Output nothing but the lines from the first line of the entries to the line with "use std::sync::Mutex;", inclusive, exactly as they read.

*** Opening Provided records ***

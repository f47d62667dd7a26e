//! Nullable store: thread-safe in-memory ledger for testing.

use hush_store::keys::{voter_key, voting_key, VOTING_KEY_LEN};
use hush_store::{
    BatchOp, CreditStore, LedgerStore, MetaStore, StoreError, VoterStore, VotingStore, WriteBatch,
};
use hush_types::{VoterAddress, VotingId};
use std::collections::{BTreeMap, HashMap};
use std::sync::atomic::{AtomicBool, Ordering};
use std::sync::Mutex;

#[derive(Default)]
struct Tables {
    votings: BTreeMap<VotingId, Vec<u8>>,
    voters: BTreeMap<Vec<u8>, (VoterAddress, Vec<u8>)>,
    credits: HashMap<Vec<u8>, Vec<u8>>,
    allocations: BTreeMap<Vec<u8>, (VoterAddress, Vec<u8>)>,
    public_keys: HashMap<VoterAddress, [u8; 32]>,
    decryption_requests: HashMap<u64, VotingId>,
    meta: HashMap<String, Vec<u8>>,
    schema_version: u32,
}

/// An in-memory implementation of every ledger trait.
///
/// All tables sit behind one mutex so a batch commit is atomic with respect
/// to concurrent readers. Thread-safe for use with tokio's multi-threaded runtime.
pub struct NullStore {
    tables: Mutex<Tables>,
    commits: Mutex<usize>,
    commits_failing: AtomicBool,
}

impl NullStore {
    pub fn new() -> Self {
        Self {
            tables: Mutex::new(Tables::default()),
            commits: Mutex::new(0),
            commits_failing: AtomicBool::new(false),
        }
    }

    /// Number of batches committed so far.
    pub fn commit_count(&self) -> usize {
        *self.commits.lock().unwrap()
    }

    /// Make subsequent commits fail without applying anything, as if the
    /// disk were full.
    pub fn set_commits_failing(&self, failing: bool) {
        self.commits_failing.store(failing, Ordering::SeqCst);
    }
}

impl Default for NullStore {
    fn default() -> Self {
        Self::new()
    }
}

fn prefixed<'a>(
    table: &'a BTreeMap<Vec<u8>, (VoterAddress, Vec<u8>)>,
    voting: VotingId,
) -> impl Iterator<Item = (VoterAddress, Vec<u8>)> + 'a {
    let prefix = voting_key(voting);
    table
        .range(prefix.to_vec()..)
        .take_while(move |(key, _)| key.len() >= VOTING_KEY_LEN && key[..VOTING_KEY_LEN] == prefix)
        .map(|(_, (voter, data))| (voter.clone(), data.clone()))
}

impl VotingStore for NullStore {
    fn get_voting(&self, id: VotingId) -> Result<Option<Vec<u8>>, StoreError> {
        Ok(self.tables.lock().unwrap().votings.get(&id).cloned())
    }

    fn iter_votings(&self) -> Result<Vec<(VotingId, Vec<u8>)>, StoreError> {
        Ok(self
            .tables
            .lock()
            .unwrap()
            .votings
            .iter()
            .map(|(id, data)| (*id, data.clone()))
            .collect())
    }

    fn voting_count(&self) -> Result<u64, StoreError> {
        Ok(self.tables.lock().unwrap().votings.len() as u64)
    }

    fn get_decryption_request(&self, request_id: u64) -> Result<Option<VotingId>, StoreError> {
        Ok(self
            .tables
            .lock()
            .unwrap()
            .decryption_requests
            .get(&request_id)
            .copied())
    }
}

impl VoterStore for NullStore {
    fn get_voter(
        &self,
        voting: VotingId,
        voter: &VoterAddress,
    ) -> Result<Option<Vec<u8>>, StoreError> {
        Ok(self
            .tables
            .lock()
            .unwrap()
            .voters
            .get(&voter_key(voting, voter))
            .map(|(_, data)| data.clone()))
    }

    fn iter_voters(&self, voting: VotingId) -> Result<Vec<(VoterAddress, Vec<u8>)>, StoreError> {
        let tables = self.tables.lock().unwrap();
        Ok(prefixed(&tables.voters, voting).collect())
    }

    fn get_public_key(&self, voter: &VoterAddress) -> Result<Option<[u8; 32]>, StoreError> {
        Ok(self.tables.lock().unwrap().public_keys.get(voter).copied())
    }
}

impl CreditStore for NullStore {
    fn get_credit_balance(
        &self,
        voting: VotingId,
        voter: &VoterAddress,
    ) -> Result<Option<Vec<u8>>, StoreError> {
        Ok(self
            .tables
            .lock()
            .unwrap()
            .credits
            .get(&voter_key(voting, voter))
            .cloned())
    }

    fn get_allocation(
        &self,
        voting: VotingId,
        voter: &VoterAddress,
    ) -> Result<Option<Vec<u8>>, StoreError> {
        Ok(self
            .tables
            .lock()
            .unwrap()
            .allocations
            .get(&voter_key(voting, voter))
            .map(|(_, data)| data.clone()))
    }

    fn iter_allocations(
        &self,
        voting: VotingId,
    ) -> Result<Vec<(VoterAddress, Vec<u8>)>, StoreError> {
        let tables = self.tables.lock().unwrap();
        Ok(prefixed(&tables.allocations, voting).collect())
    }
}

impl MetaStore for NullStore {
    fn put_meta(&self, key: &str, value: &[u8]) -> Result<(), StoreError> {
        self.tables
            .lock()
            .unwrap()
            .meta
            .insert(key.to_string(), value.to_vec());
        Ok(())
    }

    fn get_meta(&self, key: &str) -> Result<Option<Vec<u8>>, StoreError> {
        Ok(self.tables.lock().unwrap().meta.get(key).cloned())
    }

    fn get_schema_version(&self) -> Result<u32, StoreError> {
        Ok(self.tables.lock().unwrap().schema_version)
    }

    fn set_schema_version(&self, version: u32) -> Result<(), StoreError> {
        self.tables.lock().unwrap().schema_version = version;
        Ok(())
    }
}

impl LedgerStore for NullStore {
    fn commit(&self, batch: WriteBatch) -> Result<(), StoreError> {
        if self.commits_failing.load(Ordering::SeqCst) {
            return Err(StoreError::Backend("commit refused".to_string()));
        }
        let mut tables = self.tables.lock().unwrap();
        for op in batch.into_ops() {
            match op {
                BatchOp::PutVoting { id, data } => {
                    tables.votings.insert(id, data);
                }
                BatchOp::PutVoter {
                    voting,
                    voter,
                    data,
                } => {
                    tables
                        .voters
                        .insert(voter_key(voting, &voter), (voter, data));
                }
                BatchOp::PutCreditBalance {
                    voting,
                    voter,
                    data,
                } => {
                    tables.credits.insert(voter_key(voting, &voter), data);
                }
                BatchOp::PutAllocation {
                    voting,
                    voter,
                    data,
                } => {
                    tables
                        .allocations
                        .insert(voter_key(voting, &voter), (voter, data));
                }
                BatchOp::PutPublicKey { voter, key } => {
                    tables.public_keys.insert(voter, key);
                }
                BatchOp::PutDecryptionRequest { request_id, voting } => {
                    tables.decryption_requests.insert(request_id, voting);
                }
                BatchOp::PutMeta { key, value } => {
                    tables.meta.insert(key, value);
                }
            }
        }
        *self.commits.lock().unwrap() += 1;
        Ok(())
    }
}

*** Closing Provided records ***

- [Finished task]:
repository f47d62667dd7a26e
//! Nullable store: thread-safe in-memory ledger for testing.

use hush_store::keys::{voter_key, voting_key, VOTING_KEY_LEN};
use hush_store::{
    BatchOp, CreditStore, LedgerStore, MetaStore, StoreError, VoterStore, VotingStore, WriteBatch,
};
use hush_types::{VoterAddress, VotingId};
use std::collections::{BTreeMap, HashMap};
use std::sync::atomic::{AtomicBool, Ordering};
use std::sync::Mutex;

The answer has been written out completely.